***** Information provided *****

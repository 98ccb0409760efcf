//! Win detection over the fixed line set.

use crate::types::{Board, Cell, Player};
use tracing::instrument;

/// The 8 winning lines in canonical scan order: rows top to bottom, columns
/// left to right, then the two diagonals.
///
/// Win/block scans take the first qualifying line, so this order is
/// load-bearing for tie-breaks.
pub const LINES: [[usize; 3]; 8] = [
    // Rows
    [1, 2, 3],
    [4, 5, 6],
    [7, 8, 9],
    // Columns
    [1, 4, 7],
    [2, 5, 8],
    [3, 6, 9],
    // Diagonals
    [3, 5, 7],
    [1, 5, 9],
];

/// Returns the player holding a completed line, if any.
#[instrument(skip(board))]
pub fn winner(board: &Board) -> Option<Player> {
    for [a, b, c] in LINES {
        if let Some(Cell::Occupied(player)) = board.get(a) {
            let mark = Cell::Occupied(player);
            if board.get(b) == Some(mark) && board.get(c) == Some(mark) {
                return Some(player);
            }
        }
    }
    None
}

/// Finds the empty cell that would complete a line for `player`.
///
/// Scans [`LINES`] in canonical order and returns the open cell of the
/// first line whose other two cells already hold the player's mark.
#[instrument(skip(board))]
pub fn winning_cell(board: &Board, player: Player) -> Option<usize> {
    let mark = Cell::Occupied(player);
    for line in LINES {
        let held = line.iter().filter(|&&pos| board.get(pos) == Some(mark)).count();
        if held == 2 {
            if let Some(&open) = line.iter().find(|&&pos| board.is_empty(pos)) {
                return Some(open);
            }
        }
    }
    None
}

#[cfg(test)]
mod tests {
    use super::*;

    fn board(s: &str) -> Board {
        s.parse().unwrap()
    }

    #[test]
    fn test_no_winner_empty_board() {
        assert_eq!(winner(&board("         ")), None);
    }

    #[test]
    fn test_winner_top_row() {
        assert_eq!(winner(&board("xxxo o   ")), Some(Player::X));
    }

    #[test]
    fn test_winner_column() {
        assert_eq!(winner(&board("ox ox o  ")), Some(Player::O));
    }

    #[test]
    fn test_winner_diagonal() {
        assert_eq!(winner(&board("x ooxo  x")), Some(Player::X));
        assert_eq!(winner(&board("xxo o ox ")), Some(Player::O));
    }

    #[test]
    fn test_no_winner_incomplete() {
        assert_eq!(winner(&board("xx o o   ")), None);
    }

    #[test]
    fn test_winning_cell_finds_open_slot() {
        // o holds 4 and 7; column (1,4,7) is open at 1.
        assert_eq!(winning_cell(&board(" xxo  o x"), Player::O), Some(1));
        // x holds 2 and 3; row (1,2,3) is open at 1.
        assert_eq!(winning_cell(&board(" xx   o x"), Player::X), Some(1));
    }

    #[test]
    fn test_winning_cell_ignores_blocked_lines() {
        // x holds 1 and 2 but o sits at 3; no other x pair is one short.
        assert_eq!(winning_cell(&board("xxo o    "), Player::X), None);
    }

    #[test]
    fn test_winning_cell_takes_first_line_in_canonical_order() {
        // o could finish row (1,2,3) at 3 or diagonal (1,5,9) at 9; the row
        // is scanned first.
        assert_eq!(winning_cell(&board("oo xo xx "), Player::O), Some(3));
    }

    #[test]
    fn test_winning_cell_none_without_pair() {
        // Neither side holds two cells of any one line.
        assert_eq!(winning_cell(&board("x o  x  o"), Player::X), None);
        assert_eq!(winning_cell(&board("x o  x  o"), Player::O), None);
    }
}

*****

■ What to do
Set down the whole of the material, exactly.

■ Your solution
repository 98ccb0409760efcf
//! Win detection over the fixed line set.

use crate::types::{Board, Cell, Player};
use tracing::instrument;

/// The 8 winning lines in canonical scan order: rows top to bottom, columns
/// left to right, then the two diagonals.
///
/// Win/block scans take the first qualifying line, so this order is
/// load-bearing for tie-breaks.
pub const LINES: [[usize; 3]; 8] = [
    // Rows
    [1, 2, 3],
    [4, 5, 6],
    [7, 8, 9],
    // Columns
    [1, 4, 7],
    [2, 5, 8],
    [3, 6, 9],
    // Diagonals
    [3, 5, 7],
    [1, 5, 9],
];

/// Returns the player holding a completed line, if any.
#[instrument(skip(board))]
pub fn winner(board: &Board) -> Option<Player> {
    for [a, b, c] in LINES {
        if let Some(Cell::Occupied(player)) = board.get(a) {
            let mark = Cell::Occupied(player);
            if board.get(b) == Some(mark) && board.get(c) == Some(mark) {
                return Some(player);
            }
        }
    }
    None
}

/// Finds the empty cell that would complete a line for `player`.
///
/// Scans [`LINES`] in canonical order and returns the open cell of the
/// first line whose other two cells already hold the player's mark.
#[instrument(skip(board))]
pub fn winning_cell(board: &Board, player: Player) -> Option<usize> {
    let mark = Cell::Occupied(player);
    for line in LINES {
        let held = line.iter().filter(|&&pos| board.get(pos) == Some(mark)).count();
        if held == 2 {
            if let Some(&open) = line.iter().find(|&&pos| board.is_empty(pos)) {
                return Some(open);
            }
        }
    }
    None
}

#[cfg(test)]
mod tests {
    use super::*;

    fn board(s: &str) -> Board {
        s.parse().unwrap()
    }

    #[test]
    fn test_no_winner_empty_board() {
        assert_eq!(winner(&board("         ")), None);
    }

    #[test]
    fn test_winner_top_row() {
        assert_eq!(winner(&board("xxxo o   ")), Some(Player::X));
    }

    #[test]
    fn test_winner_column() {
        assert_eq!(winner(&board("ox ox o  ")), Some(Player::O));
    }

    #[test]
    fn test_winner_diagonal() {
        assert_eq!(winner(&board("x ooxo  x")), Some(Player::X));
        assert_eq!(winner(&board("xxo o ox ")), Some(Player::O));
    }

    #[test]
    fn test_no_winner_incomplete() {
        assert_eq!(winner(&board("xx o o   ")), None);
    }

    #[test]
    fn test_winning_cell_finds_open_slot() {
        // o holds 4 and 7; column (1,4,7) is open at 1.
        assert_eq!(winning_cell(&board(" xxo  o x"), Player::O), Some(1));
        // x holds 2 and 3; row (1,2,3) is open at 1.
        assert_eq!(winning_cell(&board(" xx   o x"), Player::X), Some(1));
    }

    #[test]
    fn test_winning_cell_ignores_blocked_lines() {
        // x holds 1 and 2 but o sits at 3; no other x pair is one short.
        assert_eq!(winning_cell(&board("xxo o    "), Player::X), None);
    }

    #[test]
    fn test_winning_cell_takes_first_line_in_canonical_order() {
        // o could finish row (1,2,3) at 3 or diagonal (1,5,9) at 9; the row
        // is scanned first.
        assert_eq!(winning_cell(&board("oo xo xx "), Player::O), Some(3));
    }

    #[test]
    fn test_winning_cell_none_without_pair() {
        // Neither side holds two cells of any one line.
        assert_eq!(winning_cell(&board("x o  x  o"), Player::X), None);
        assert_eq!(winning_cell(&board("x o  x  o"), Player::O), None);
    }
}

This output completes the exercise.